Microsoft endures volatile run

25 Aug 2022 05:11 PM

In early June, Microsoft cut its fourth quarter guidance because of unfavourable moves in the currency markets. The new guidance was for revenue to be between $51.94 billion and $52.74 billion, while the previous forecast was $52.4-$53.2 billion. Although, Microsoft’s share price came under a little pressure in the wake of the update, the stock fell to a one-year low the following week. In late July, Microsoft announced its fourth-quarter figures, and even though the top and bottom-line numbers missed forecasts, traders still reacted positively to the update.

Revenue for the final three months of the financial year increased by 12% to $51.87 billion, marginally undershooting the $52.44 billion that equity analysts were expecting. That rise of 12% was the slowest growth rate in two years. EPS was $2.23, missing the $2.29 forecast – it was the first time that EPS undershot estimates since 2016. Looking to the first quarter, the middle-of-the range guidance was $49.75 billion, and that would equate to growth of 10%, but analysts had pencilled in $51.49 billion, so it was yet another disappointment in that regard.

The Intelligent Cloud division includes various services such as Window server, Azure cloud, and SQL server. The operation registered a 20% jump in revenue to $20.91 billion. Revenue from cloud services grew by 40%, but that was a fall from the 46% rise posted in the third quarter. Other divisions of the business saw less impressive growth figures. The Productivity and Business Process unit saw revenue rise by almost 13% to $16.60 billion. There was a 2% increase in revenue at the More Personal Computing segment, which includes the Windows operating system as well as the Xbox video-game console. The group incurred an expense of $126 million from its decision to stop doing business in Russia, following the invasion of Ukraine.

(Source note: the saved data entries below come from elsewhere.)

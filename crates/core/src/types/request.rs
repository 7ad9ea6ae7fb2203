use serde::{Deserialize, Serialize};
use std::fmt;

/// Endpoint of the archive service an operation is sent to
#[derive(Debug, Clone, Copy, PartialEq, Eq, Hash, Serialize, Deserialize)]
#[serde(rename_all = "lowercase")]
pub enum OperationKind {
    Zip,
    Unzip,
}

impl OperationKind {
    pub fn endpoint(self) -> &'static str {
        match self {
            OperationKind::Zip => "zip",
            OperationKind::Unzip => "unzip",
        }
    }
}

impl fmt::Display for OperationKind {
    fn fmt(&self, f: &mut fmt::Formatter<'_>) -> fmt::Result {
        f.write_str(self.endpoint())
    }
}

/// Payload sent to the archive service.
///
/// Serializes to the service's JSON body without a tag:
/// `Extract` becomes `{"archive_path", "extract_to_named_folder"}` and
/// `Create` becomes `{"archive_name", "paths"}`. Build these through
/// [`crate::command::builder`] so `archive_name` always carries the `.zip`
/// suffix and `source_paths` is never empty.
#[derive(Debug, Clone, PartialEq, Eq, Serialize)]
#[serde(untagged)]
pub enum ArchiveOperationRequest {
    Extract {
        archive_path: String,
        extract_to_named_folder: bool,
    },
    Create {
        archive_name: String,
        #[serde(rename = "paths")]
        source_paths: Vec<String>,
    },
}

impl ArchiveOperationRequest {
    pub fn kind(&self) -> OperationKind {
        match self {
            ArchiveOperationRequest::Extract { .. } => OperationKind::Unzip,
            ArchiveOperationRequest::Create { .. } => OperationKind::Zip,
        }
    }
}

Microsoft’s share price enjoyed a very bullish run in 2019, and that continued into early 2020, where it traded above $190.00, printing a new record high in early February. Amid the selling frenzy that was triggered by Covid-19, the stock dropped below $133.00 – falling to a five-month low. The relatively small drop was a sign of its resilience. It proceeded to go on a huge rally which saw it trade north of $365.00 in November 2021 – a new record high – but since then it has been broadly trending lower. While the stock holds below the $285.00 region, the near-term bearish trend could continue. Further losses from here, could see it target the $270.00 area. If the share price rallies above the $285.00 zone, it might pave the way for $300.00 to be targeted.